Arnesen Kjell E, Erikssen Jan, Stavem Knut
Department of Medicine, Akershus University Hospital, NO-1474, Nordbyhagen, Norway.
Health Policy. 2002 Dec;62(3):329-41. doi: 10.1016/s0168-8510(02)00052-0.
In a system with implicit queue management, to examine gender and socioeconomic status as determinants of waiting time for inpatient surgery, after adjusting for other potential predictors.
A cohort of 452 subjects was examined in outpatient clinics of a general hospital and referred to inpatient surgery. They were followed until scheduled hospital admission (n=396) or until the requested procedure no longer was relevant (n=56). We compared waiting time between groups from referral date until hospital admission, using Kaplan-Meier estimates of waiting times and log rank test. A Cox proportional hazards model was used for assessing the risk ratio (RR) of hospital admission for scheduled surgery.

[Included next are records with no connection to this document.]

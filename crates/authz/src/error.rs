//! Authorization error types.
//!
//! All capability and token verification failures are normalized to
//! [`AuthzError::NotAllowed`] at the public boundary: clients always see the
//! same opaque 403 message, while the [`Denial`] and the retained source
//! carry the specific cause for diagnostics and structured logging.

use thiserror::Error;

pub use servicekit_registry::BoxError;

/// Result type alias for authorization operations.
pub type AuthzResult<T> = std::result::Result<T, AuthzError>;

/// Authorization errors.
///
/// # Non-exhaustive
///
/// This enum is marked `#[non_exhaustive]` — new variants may be added in
/// future minor releases without a semver-breaking change. Downstream match
/// expressions must include a wildcard arm (`_ =>`).
#[derive(Debug, Clone, Error)]
#[non_exhaustive]
pub enum AuthzError {
    /// The request is not authorized. The public message never reveals why;
    /// the denial and source do.
    #[error("Authorization error.")]
    NotAllowed {
        /// Machine-readable reason for the denial.
        denial: Denial,

        /// The underlying verification error, when one exists.
        #[source]
        source: Option<BoxError>,
    },

    /// The requested authorization method is not configured for the target
    /// object (e.g. a bearer token presented to a config without OAuth2
    /// settings).
    #[error("Authorization method \"{method}\" is not supported for this object.")]
    NotSupported {
        /// The unsupported method name.
        method: String,
    },

    /// Upstream metadata or key material could not be obtained or was
    /// malformed. Not a policy decision; typically transient or an issuer
    /// misconfiguration.
    #[error("{message}")]
    Operation {
        /// Human-readable description.
        message: String,

        /// The underlying error, when one exists.
        #[source]
        source: Option<BoxError>,
    },
}

impl AuthzError {
    /// Builds a [`NotAllowed`](Self::NotAllowed) error from a denial.
    #[must_use]
    pub fn not_allowed(denial: Denial) -> Self {
        Self::NotAllowed { denial, source: None }
    }

    /// Builds a [`NotAllowed`](Self::NotAllowed) error retaining the
    /// underlying cause.
    pub fn not_allowed_with(
        denial: Denial,
        source: impl std::error::Error + Send + Sync + 'static,
    ) -> Self {
        Self::NotAllowed { denial, source: Some(std::sync::Arc::new(source)) }
    }

    /// Builds a [`NotSupported`](Self::NotSupported) error.
    #[must_use]
    pub fn not_supported(method: impl Into<String>) -> Self {
        Self::NotSupported { method: method.into() }
    }

    /// Builds an [`Operation`](Self::Operation) error.
    #[must_use]
    pub fn operation(message: impl Into<String>) -> Self {
        Self::Operation { message: message.into(), source: None }
    }

    /// Builds an [`Operation`](Self::Operation) error retaining the
    /// underlying cause.
    pub fn operation_with(
        message: impl Into<String>,
        source: impl std::error::Error + Send + Sync + 'static,
    ) -> Self {
        Self::Operation { message: message.into(), source: Some(std::sync::Arc::new(source)) }
    }

    /// Stable machine-readable error code.
    #[must_use]
    pub fn code(&self) -> &'static str {
        match self {
            Self::NotAllowed { .. } => "not_allowed",
            Self::NotSupported { .. } => "not_supported",
            Self::Operation { .. } => "operation",
        }
    }

    /// HTTP status associated with this error.
    #[must_use]
    pub fn http_status(&self) -> u16 {
        match self {
            Self::NotAllowed { .. } => 403,
            Self::NotSupported { .. } => 400,
            Self::Operation { .. } => 500,
        }
    }

    /// The denial carried by a [`NotAllowed`](Self::NotAllowed) error.
    #[must_use]
    pub fn denial(&self) -> Option<&Denial> {
        match self {
            Self::NotAllowed { denial, .. } => Some(denial),
            _ => None,
        }
    }
}

/// The machine-readable reason behind a [`AuthzError::NotAllowed`].
#[derive(Debug, Clone, PartialEq, Eq)]
pub struct Denial {
    /// Token claim the denial is about, when one applies (`"iss"`, `"aud"`,
    /// `"exp"`, `"nbf"`, `"iat"`, `"scope"`, `"typ"`, `"kid"`).
    pub claim: Option<&'static str>,

    /// Reason code.
    pub code: DenialCode,

    /// Human-readable detail, for diagnostics only.
    pub detail: String,
}

impl Denial {
    /// Builds a denial with no associated claim.
    #[must_use]
    pub fn new(code: DenialCode, detail: impl Into<String>) -> Self {
        Self { claim: None, code, detail: detail.into() }
    }

    /// Builds a denial about a specific token claim.
    #[must_use]
    pub fn claim(claim: &'static str, code: DenialCode, detail: impl Into<String>) -> Self {
        Self { claim: Some(claim), code, detail: detail.into() }
    }
}

impl std::fmt::Display for Denial {
    fn fmt(&self, f: &mut std::fmt::Formatter<'_>) -> std::fmt::Result {
        match self.claim {
            Some(claim) => write!(f, "{} ({claim}): {}", self.code.as_str(), self.detail),
            None => write!(f, "{}: {}", self.code.as_str(), self.detail),
        }
    }
}

/// Reason codes for authorization denials.
#[derive(Debug, Clone, Copy, PartialEq, Eq)]
#[non_exhaustive]
pub enum DenialCode {
    /// More than one credential type was presented.
    MultipleCredentials,
    /// The required credential is missing from the request.
    MissingCredential,
    /// A request attribute does not match its expected value (host, target,
    /// or action).
    ExpectedValueMismatch,
    /// A capability in the delegation chain has been revoked.
    RevokedCapability,
    /// The delegation chain exceeds the maximum allowed length.
    ChainTooLong,
    /// Capability proof verification failed.
    VerificationFailed,
    /// The token could not be decoded at all.
    MalformedToken,
    /// The token's `typ` header is not the access-token marker.
    InvalidTokenType,
    /// The token's `kid` does not select any published key.
    UnknownKey,
    /// Signature verification failed or the algorithm is not acceptable.
    InvalidSignature,
    /// The token's issuer does not match the discovered issuer.
    IssuerMismatch,
    /// The token's audience does not include the target object.
    AudienceMismatch,
    /// The token has expired.
    Expired,
    /// The token is not yet valid.
    NotYetValid,
    /// No granted scope covers the requested action and path.
    InsufficientScope,
    /// The request target is outside the object's URL.
    TargetOutOfScope,
}

impl DenialCode {
    /// Stable string form, suitable for logs and metrics labels.
    #[must_use]
    pub fn as_str(self) -> &'static str {
        match self {
            Self::MultipleCredentials => "multiple_credentials",
            Self::MissingCredential => "missing_credential",
            Self::ExpectedValueMismatch => "expected_value_mismatch",
            Self::RevokedCapability => "revoked_capability",
            Self::ChainTooLong => "chain_too_long",
            Self::VerificationFailed => "verification_failed",
            Self::MalformedToken => "malformed_token",
            Self::InvalidTokenType => "invalid_token_type",
            Self::UnknownKey => "unknown_key",
            Self::InvalidSignature => "invalid_signature",
            Self::IssuerMismatch => "issuer_mismatch",
            Self::AudienceMismatch => "audience_mismatch",
            Self::Expired => "expired",
            Self::NotYetValid => "not_yet_valid",
            Self::InsufficientScope => "insufficient_scope",
            Self::TargetOutOfScope => "target_out_of_scope",
        }
    }
}

impl From<jsonwebtoken::errors::Error> for AuthzError {
    fn from(err: jsonwebtoken::errors::Error) -> Self {
        use jsonwebtoken::errors::ErrorKind;

        let denial = match err.kind() {
            ErrorKind::InvalidToken | ErrorKind::Base64(_) | ErrorKind::Json(_)
            | ErrorKind::Utf8(_) => {
                Denial::new(DenialCode::MalformedToken, "token could not be decoded")
            }
            ErrorKind::InvalidSignature | ErrorKind::InvalidAlgorithm
            | ErrorKind::InvalidAlgorithmName | ErrorKind::InvalidKeyFormat => {
                Denial::new(DenialCode::InvalidSignature, "signature verification failed")
            }
            ErrorKind::ExpiredSignature => {
                Denial::claim("exp", DenialCode::Expired, "token has expired")
            }
            ErrorKind::ImmatureSignature => {
                Denial::claim("nbf", DenialCode::NotYetValid, "token is not yet valid")
            }
            ErrorKind::InvalidIssuer => {
                Denial::claim("iss", DenialCode::IssuerMismatch, "issuer mismatch")
            }
            ErrorKind::InvalidAudience => {
                Denial::claim("aud", DenialCode::AudienceMismatch, "audience mismatch")
            }
            _ => Denial::new(DenialCode::MalformedToken, format!("token rejected: {err}")),
        };
        Self::not_allowed_with(denial, err)
    }
}

#[cfg(test)]
#[allow(clippy::unwrap_used, clippy::expect_used, clippy::panic)]
mod tests {
    use super::*;

    #[test]
    fn not_allowed_display_is_opaque() {
        let err = AuthzError::not_allowed(Denial::claim(
            "scope",
            DenialCode::InsufficientScope,
            "no granted scope covers write:/docs",
        ));
        assert_eq!(err.to_string(), "Authorization error.");
        assert_eq!(err.http_status(), 403);
        assert_eq!(err.denial().unwrap().code, DenialCode::InsufficientScope);
    }

    #[test]
    fn not_allowed_preserves_source_chain() {
        use std::error::Error;

        let jwt_err =
            jsonwebtoken::errors::Error::from(jsonwebtoken::errors::ErrorKind::ExpiredSignature);
        let err: AuthzError = jwt_err.into();

        assert_eq!(err.to_string(), "Authorization error.");
        assert_eq!(err.denial().unwrap().code, DenialCode::Expired);
        assert!(err.source().is_some(), "source chain must be preserved");
    }

    #[test]
    fn jwt_error_kinds_map_to_denial_codes() {
        use jsonwebtoken::errors::ErrorKind;

        let cases = [
            (ErrorKind::InvalidToken, DenialCode::MalformedToken),
            (ErrorKind::InvalidSignature, DenialCode::InvalidSignature),
            (ErrorKind::ImmatureSignature, DenialCode::NotYetValid),
            (ErrorKind::InvalidIssuer, DenialCode::IssuerMismatch),
            (ErrorKind::InvalidAudience, DenialCode::AudienceMismatch),
        ];
        for (kind, code) in cases {
            let err: AuthzError = jsonwebtoken::errors::Error::from(kind).into();
            assert_eq!(err.denial().unwrap().code, code);
        }
    }

    #[test]
    fn not_supported_names_the_method() {
        let err = AuthzError::not_supported("oauth2");
        assert_eq!(
            err.to_string(),
            "Authorization method \"oauth2\" is not supported for this object."
        );
        assert_eq!(err.code(), "not_supported");
        assert_eq!(err.http_status(), 400);
    }

    #[test]
    fn errors_are_cloneable() {
        let err = AuthzError::operation_with(
            "metadata fetch failed",
            std::io::Error::new(std::io::ErrorKind::TimedOut, "timed out"),
        );
        let clone = err.clone();
        assert_eq!(clone.to_string(), "metadata fetch failed");
        assert_eq!(clone.code(), "operation");
    }
}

Gender and socioeconomic status could not explain variations in waiting time. However, patients with suspected/verified neoplastic disease or a risk of serious deterioration without treatment had markedly shorter waiting times than the reference groups, with adjusted RR (95% confidence intervals (95%CI)) of time to receiving in-patient surgery of 2.3 (1.7-3.0) and 2.0 (1.3-3.0), respectively. Being on sick leave was associated with shorter waiting time, adjusted RR of 1.7 (1.2-2.5). Referrals from within the hospital or other hospitals had also shorter waiting times than referrals from primary health care physicians, adjusted RR=1.4 (1.1-1.8).
There was no evidence of bias against women or people in lower socioeconomic classes in this implicit queue management system. However, patients' access to inpatient surgery was associated with malignancy, prognosis, sick leave status, physician experience, referral pattern and the major diagnosis category.
在一个具有隐性队列管理的系统中,在调整其他潜在预测因素后,研究性别和社会经济地位作为住院手术等待时间的决定因素。
对一家综合医院门诊的452名受试者进行检查,并转介至住院手术。对他们进行随访,直至安排住院(n = 396)或直至所请求的手术不再相关(n = 56)。我们使用Kaplan-Meier等待时间估计值和对数秩检验,比较从转诊日期到住院期间各组的等待时间。使用Cox比例风险模型评估预定手术住院的风险比(RR)。
性别和社会经济地位无法解释等待时间的差异。然而,患有疑似/确诊肿瘤疾病或未经治疗有严重病情恶化风险的患者,其等待时间明显短于参照组,接受住院手术时间的调整RR(95%置信区间(95%CI))分别为2.3(1.7 - 3.0)和2.0(1.3 - 3.0)。休病假与较短的等待时间相关,调整RR为1.7(1.2 - 2.5)。来自医院内部或其他医院的转诊患者的等待时间也比来自初级保健医生的转诊患者短,调整RR = 1.4(1.1 - 1.8)。
在这个隐性队列管理系统中,没有证据表明对女性或社会经济地位较低的人群存在偏见。然而,患者获得住院手术的机会与恶性肿瘤、预后、病假状态、医生经验、转诊模式和主要诊断类别有关。